What Should Families Ask When Visiting Briarwood At Timber Ridge?

Based on this facility's data, families visiting should ask: "Can I visit during a mealtime to observe dining assistance and food quality?" "How do you handle medical emergencies, and what is your hospital transfer rate?" "Can I speak with family members of current residents about their experience?"

Is Briarwood At Timber Ridge Safe?

Based on CMS inspection data, BRIARWOOD AT TIMBER RIDGE has a clean safety record: no substantiated abuse findings (meaning no confirmed cases of resident harm), no Immediate Jeopardy citations (the most serious violation level indicating risk of serious injury or death), and is not on the Special Focus Facility watch list (a federal program monitoring the lowest-performing 1% of nursing homes). The facility has a 5-star overall rating and ranks #1 of 100 nursing homes in Washington. While no facility is perfect, families should still ask about staff-to-resident ratios and recent inspection results during their visit.

Do Nurses at Briarwood At Timber Ridge Stick Around?

Staff at BRIARWOOD AT TIMBER RIDGE tend to stick around. With a turnover rate of 22%, the facility is 23 percentage points below the Washington average of 46%. Low turnover is a positive sign. It means caregivers have time to learn each resident's needs, medications, and personal preferences. Consistent staff also notice subtle changes in a resident's condition more quickly.

Was Briarwood At Timber Ridge Ever Fined?

BRIARWOOD AT TIMBER RIDGE has no federal fines on record. CMS issues fines when nursing homes fail to meet care standards or don't correct problems found during inspections. The absence of fines suggests the facility has either maintained compliance or corrected any issues before penalties were assessed. This is a positive indicator, though families should still review recent inspection reports for the full picture.

Is Briarwood At Timber Ridge on Any Federal Watch List?

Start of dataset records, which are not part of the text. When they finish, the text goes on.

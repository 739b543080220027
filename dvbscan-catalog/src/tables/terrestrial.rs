//! DVB-T: one region per country, one network per transmitter site.

use super::*;

pub(super) static REGIONS: &[RegionTable] = &[
    RegionTable {
        name: "Australia",
        code: Some("AU"),
        networks: &[
            NetworkTable {
                name: "Sydney North Shore",
                muxes: &[
                    t(571500000, BW7, FEC_3_4, FEC_NONE, QAM64, TM8K, GI1_16, HIER_NONE),
                    t(578500000, BW7, FEC_2_3, FEC_NONE, QAM64, TM8K, GI1_8, HIER_NONE),
                    t(177500000, BW7, FEC_3_4, FEC_NONE, QAM64, TM8K, GI1_16, HIER_NONE),
                    t(191625000, BW7, FEC_3_4, FEC_NONE, QAM64, TM8K, GI1_16, HIER_NONE),
                    t(219500000, BW7, FEC_3_4, FEC_NONE, QAM64, TM8K, GI1_16, HIER_NONE),
                    t(177500000, BW7, FEC_3_4, FEC_NONE, QAM64, TM8K, GI1_16, HIER_NONE),
                ],
            },
            NetworkTable {
                name: "Melbourne",
                muxes: &[
                    t(226500000, BW7, FEC_3_4, FEC_NONE, QAM64, TM8K, GI1_16, HIER_NONE),
                    t(177500000, BW7, FEC_3_4, FEC_NONE, QAM64, TM8K, GI1_16, HIER_NONE),
                    t(191625000, BW7, FEC_3_4, FEC_NONE, QAM64, TM8K, GI1_16, HIER_NONE),
                    t(219500000, BW7, FEC_3_4, FEC_NONE, QAM64, TM8K, GI1_16, HIER_NONE),
                    t(536625000, BW7, FEC_2_3, FEC_NONE, QAM64, TM8K, GI1_8, HIER_NONE),
                ],
            },
        ],
    },
    RegionTable {
        name: "Finland",
        code: Some("FI"),
        networks: &[
            NetworkTable {
                name: "Espoo",
                muxes: &[
                    t(562000000, BW8, FEC_2_3, FEC_NONE, QAM64, TM8K, GI1_8, HIER_NONE),
                    t(618000000, BW8, FEC_2_3, FEC_1_2, QAM64, TM8K, GI1_8, HIER_2),
                    t(658000000, BW8, FEC_2_3, FEC_NONE, QAM64, TM8K, GI1_8, HIER_NONE),
                    t(674000000, BW8, FEC_2_3, FEC_NONE, QAM64, TM8K, GI1_8, HIER_NONE),
                    t(690000000, BW8, FEC_AUTO, FEC_NONE, QAM_AUTO, TM8K, GI_AUTO, HIER_NONE),
                ],
            },
            NetworkTable {
                name: "Tampere",
                muxes: &[
                    t(578000000, BW8, FEC_2_3, FEC_NONE, QAM64, TM8K, GI1_8, HIER_NONE),
                    t(626000000, BW8, FEC_2_3, FEC_NONE, QAM64, TM8K, GI1_8, HIER_NONE),
                    t(754000000, BW8, FEC_2_3, FEC_NONE, QAM64, TM8K, GI1_8, HIER_NONE),
                ],
            },
        ],
    },
    RegionTable {
        name: "Germany",
        code: Some("DE"),
        networks: &[
            NetworkTable {
                name: "Berlin",
                muxes: &[
                    t(177500000, BW7, FEC_2_3, FEC_NONE, QAM16, TM8K, GI1_4, HIER_NONE),
                    t(191500000, BW7, FEC_2_3, FEC_NONE, QAM16, TM8K, GI1_4, HIER_NONE),
                    t(506000000, BW8, FEC_2_3, FEC_NONE, QAM16, TM8K, GI1_4, HIER_NONE),
                    t(522000000, BW8, FEC_2_3, FEC_NONE, QAM16, TM8K, GI1_4, HIER_NONE),
                    t(570000000, BW8, FEC_2_3, FEC_NONE, QAM16, TM8K, GI1_4, HIER_NONE),
                    t(658000000, BW8, FEC_2_3, FEC_NONE, QAM16, TM8K, GI1_4, HIER_NONE),
                    t(754000000, BW8, FEC_2_3, FEC_NONE, QAM16, TM8K, GI1_4, HIER_NONE),
                ],
            },
            NetworkTable {
                name: "Hamburg",
                muxes: &[
                    t(490000000, BW8, FEC_2_3, FEC_NONE, QAM16, TM8K, GI1_4, HIER_NONE),
                    t(626000000, BW8, FEC_2_3, FEC_NONE, QAM16, TM8K, GI1_4, HIER_NONE),
                    t(650000000, BW8, FEC_2_3, FEC_NONE, QAM16, TM8K, GI1_4, HIER_NONE),
                    t(674000000, BW8, FEC_2_3, FEC_NONE, QAM16, TM8K, GI1_4, HIER_NONE),
                    t(762000000, BW8, FEC_2_3, FEC_NONE, QAM16, TM8K, GI1_4, HIER_NONE),
                ],
            },
            NetworkTable {
                name: "München",
                muxes: &[
                    t(538000000, BW8, FEC_2_3, FEC_NONE, QAM16, TM8K, GI1_4, HIER_NONE),
                    t(554000000, BW8, FEC_2_3, FEC_NONE, QAM16, TM8K, GI1_4, HIER_NONE),
                    t(698000000, BW8, FEC_2_3, FEC_NONE, QAM16, TM8K, GI1_4, HIER_NONE),
                ],
            },
        ],
    },
    RegionTable {
        name: "Spain",
        code: Some("ES"),
        networks: &[NetworkTable {
            name: "Madrid",
            muxes: &[
                t(618000000, BW8, FEC_2_3, FEC_NONE, QAM64, TM8K, GI1_4, HIER_NONE),
                t(770000000, BW8, FEC_2_3, FEC_NONE, QAM64, TM8K, GI1_4, HIER_NONE),
                t(810000000, BW8, FEC_2_3, FEC_NONE, QAM64, TM8K, GI1_4, HIER_NONE),
                t(834000000, BW8, FEC_2_3, FEC_NONE, QAM64, TM8K, GI1_4, HIER_NONE),
                t(842000000, BW8, FEC_2_3, FEC_NONE, QAM64, TM8K, GI1_4, HIER_NONE),
                t(850000000, BW8, FEC_2_3, FEC_NONE, QAM64, TM8K, GI1_4, HIER_NONE),
            ],
        }],
    },
    RegionTable {
        name: "Sweden",
        code: Some("SE"),
        networks: &[
            NetworkTable {
                name: "Stockholm Nacka",
                muxes: &[
                    t(482000000, BW8, FEC_2_3, FEC_NONE, QAM64, TM8K, GI1_8, HIER_NONE),
                    t(498000000, BW8, FEC_2_3, FEC_NONE, QAM64, TM8K, GI1_8, HIER_NONE),
                    t(514000000, BW8, FEC_2_3, FEC_NONE, QAM64, TM8K, GI1_8, HIER_NONE),
                    t(522000000, BW8, FEC_2_3, FEC_NONE, QAM64, TM8K, GI1_8, HIER_NONE),
                    t(546000000, BW8, FEC_2_3, FEC_NONE, QAM64, TM8K, GI1_8, HIER_NONE),
                    t(570000000, BW8, FEC_2_3, FEC_NONE, QAM64, TM8K, GI1_8, HIER_NONE),
                ],
            },
            NetworkTable {
                name: "Göteborg",
                muxes: &[
                    t(490000000, BW8, FEC_2_3, FEC_NONE, QAM64, TM8K, GI1_8, HIER_NONE),
                    t(538000000, BW8, FEC_2_3, FEC_NONE, QAM64, TM8K, GI1_8, HIER_NONE),
                    t(554000000, BW8, FEC_2_3, FEC_NONE, QAM64, TM8K, GI1_8, HIER_NONE),
                    t(578000000, BW8, FEC_2_3, FEC_NONE, QAM64, TM8K, GI1_8, HIER_NONE),
                ],
            },
            NetworkTable {
                name: "Malmö",
                muxes: &[
                    t(506000000, BW8, FEC_2_3, FEC_NONE, QAM64, TM8K, GI1_8, HIER_NONE),
                    t(530000000, BW8, FEC_2_3, FEC_NONE, QAM64, TM8K, GI1_8, HIER_NONE),
                    t(594000000, BW8, FEC_2_3, FEC_NONE, QAM64, TM8K, GI1_8, HIER_NONE),
                    t(642000000, BW8, FEC_2_3, FEC_NONE, QAM64, TM8K, GI1_8, HIER_NONE),
                ],
            },
        ],
    },
    RegionTable {
        name: "Taiwan",
        code: Some("TW"),
        networks: &[NetworkTable {
            name: "Taipei",
            muxes: &[
                t(533000000, BW6, FEC_2_3, FEC_NONE, QAM16, TM8K, GI1_8, HIER_NONE),
                t(545000000, BW6, FEC_2_3, FEC_NONE, QAM16, TM8K, GI1_8, HIER_NONE),
                t(557000000, BW6, FEC_2_3, FEC_NONE, QAM16, TM8K, GI1_8, HIER_NONE),
                t(569000000, BW6, FEC_2_3, FEC_NONE, QAM16, TM8K, GI1_8, HIER_NONE),
                t(581000000, BW6, FEC_2_3, FEC_NONE, QAM16, TM8K, GI1_8, HIER_NONE),
                t(593000000, BW6, FEC_2_3, FEC_NONE, QAM16, TM8K, GI1_8, HIER_NONE),
            ],
        }],
    },
    RegionTable {
        name: "United Kingdom",
        code: Some("GB"),
        networks: &[
            NetworkTable {
                name: "Black Hill",
                muxes: &[
                    t(698166667, BW8, FEC_3_4, FEC_NONE, QAM16, TM2K, GI1_32, HIER_NONE),
                    t(722166667, BW8, FEC_3_4, FEC_NONE, QAM16, TM2K, GI1_32, HIER_NONE),
                    t(690000000, BW8, FEC_2_3, FEC_NONE, QAM64, TM2K, GI1_32, HIER_NONE),
                    t(714000000, BW8, FEC_2_3, FEC_NONE, QAM64, TM2K, GI1_32, HIER_NONE),
                    t(738000000, BW8, FEC_3_4, FEC_NONE, QAM16, TM2K, GI1_32, HIER_NONE),
                    t(754000000, BW8, FEC_3_4, FEC_NONE, QAM16, TM2K, GI1_32, HIER_NONE),
                ],
            },
            NetworkTable {
                name: "Crystal Palace",
                muxes: &[
                    t(505833333, BW8, FEC_3_4, FEC_NONE, QAM16, TM2K, GI1_32, HIER_NONE),
                    t(481833333, BW8, FEC_2_3, FEC_NONE, QAM64, TM2K, GI1_32, HIER_NONE),
                    t(529833333, BW8, FEC_3_4, FEC_NONE, QAM16, TM2K, GI1_32, HIER_NONE),
                    t(561833333, BW8, FEC_3_4, FEC_NONE, QAM16, TM2K, GI1_32, HIER_NONE),
                    t(537833333, BW8, FEC_2_3, FEC_NONE, QAM64, TM2K, GI1_32, HIER_NONE),
                    t(578000000, BW8, FEC_3_4, FEC_NONE, QAM16, TM2K, GI1_32, HIER_NONE),
                ],
            },
            NetworkTable {
                name: "Dover",
                muxes: &[
                    t(850000000, BW8, FEC_3_4, FEC_NONE, QAM16, TM2K, GI1_32, HIER_NONE),
                    t(842000000, BW8, FEC_3_4, FEC_NONE, QAM16, TM2K, GI1_32, HIER_NONE),
                    t(834000000, BW8, FEC_2_3, FEC_NONE, QAM64, TM2K, GI1_32, HIER_NONE),
                    t(826000000, BW8, FEC_2_3, FEC_NONE, QAM64, TM2K, GI1_32, HIER_NONE),
                    t(818000000, BW8, FEC_3_4, FEC_NONE, QAM16, TM2K, GI1_32, HIER_NONE),
                    t(810000000, BW8, FEC_3_4, FEC_NONE, QAM16, TM2K, GI1_32, HIER_NONE),
                ],
            },
            NetworkTable {
                name: "Emley Moor",
                muxes: &[
                    t(722166667, BW8, FEC_3_4, FEC_NONE, QAM16, TM2K, GI1_32, HIER_NONE),
                    t(690000000, BW8, FEC_3_4, FEC_NONE, QAM16, TM2K, GI1_32, HIER_NONE),
                    t(698166667, BW8, FEC_2_3, FEC_NONE, QAM64, TM2K, GI1_32, HIER_NONE),
                    t(714000000, BW8, FEC_3_4, FEC_NONE, QAM16, TM2K, GI1_32, HIER_NONE),
                    t(738000000, BW8, FEC_2_3, FEC_NONE, QAM64, TM2K, GI1_32, HIER_NONE),
                    t(754166667, BW8, FEC_3_4, FEC_NONE, QAM16, TM2K, GI1_32, HIER_NONE),
                ],
            },
            NetworkTable {
                name: "Sutton Coldfield",
                muxes: &[
                    t(618000000, BW8, FEC_3_4, FEC_NONE, QAM16, TM2K, GI1_32, HIER_NONE),
                    t(642000000, BW8, FEC_3_4, FEC_NONE, QAM16, TM2K, GI1_32, HIER_NONE),
                    t(666000000, BW8, FEC_3_4, FEC_NONE, QAM16, TM2K, GI1_32, HIER_NONE),
                    t(634000000, BW8, FEC_2_3, FEC_NONE, QAM64, TM2K, GI1_32, HIER_NONE),
                    t(658000000, BW8, FEC_2_3, FEC_NONE, QAM64, TM2K, GI1_32, HIER_NONE),
                    t(682000000, BW8, FEC_3_4, FEC_NONE, QAM16, TM2K, GI1_32, HIER_NONE),
                ],
            },
            NetworkTable {
                name: "Winter Hill",
                muxes: &[
                    t(754166667, BW8, FEC_3_4, FEC_NONE, QAM16, TM2K, GI1_32, HIER_NONE),
                    t(834000000, BW8, FEC_3_4, FEC_NONE, QAM16, TM2K, GI1_32, HIER_NONE),
                    t(850000000, BW8, FEC_2_3, FEC_NONE, QAM64, TM2K, GI1_32, HIER_NONE),
                    t(842000000, BW8, FEC_3_4, FEC_NONE, QAM16, TM2K, GI1_32, HIER_NONE),
                    t(818000000, BW8, FEC_2_3, FEC_NONE, QAM64, TM2K, GI1_32, HIER_NONE),
                    t(810000000, BW8, FEC_3_4, FEC_NONE, QAM16, TM2K, GI1_32, HIER_NONE),
                ],
            },
        ],
    },
];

BRIARWOOD AT TIMBER RIDGE is not on any federal watch list. The most significant is the Special Focus Facility (SFF) program, which identifies the bottom 1% of nursing homes nationally based on persistent, serious quality problems. Not being on this list means the facility has avoided the pattern of deficiencies that triggers enhanced federal oversight. This is a positive indicator, though families should still review the facility's inspection history directly.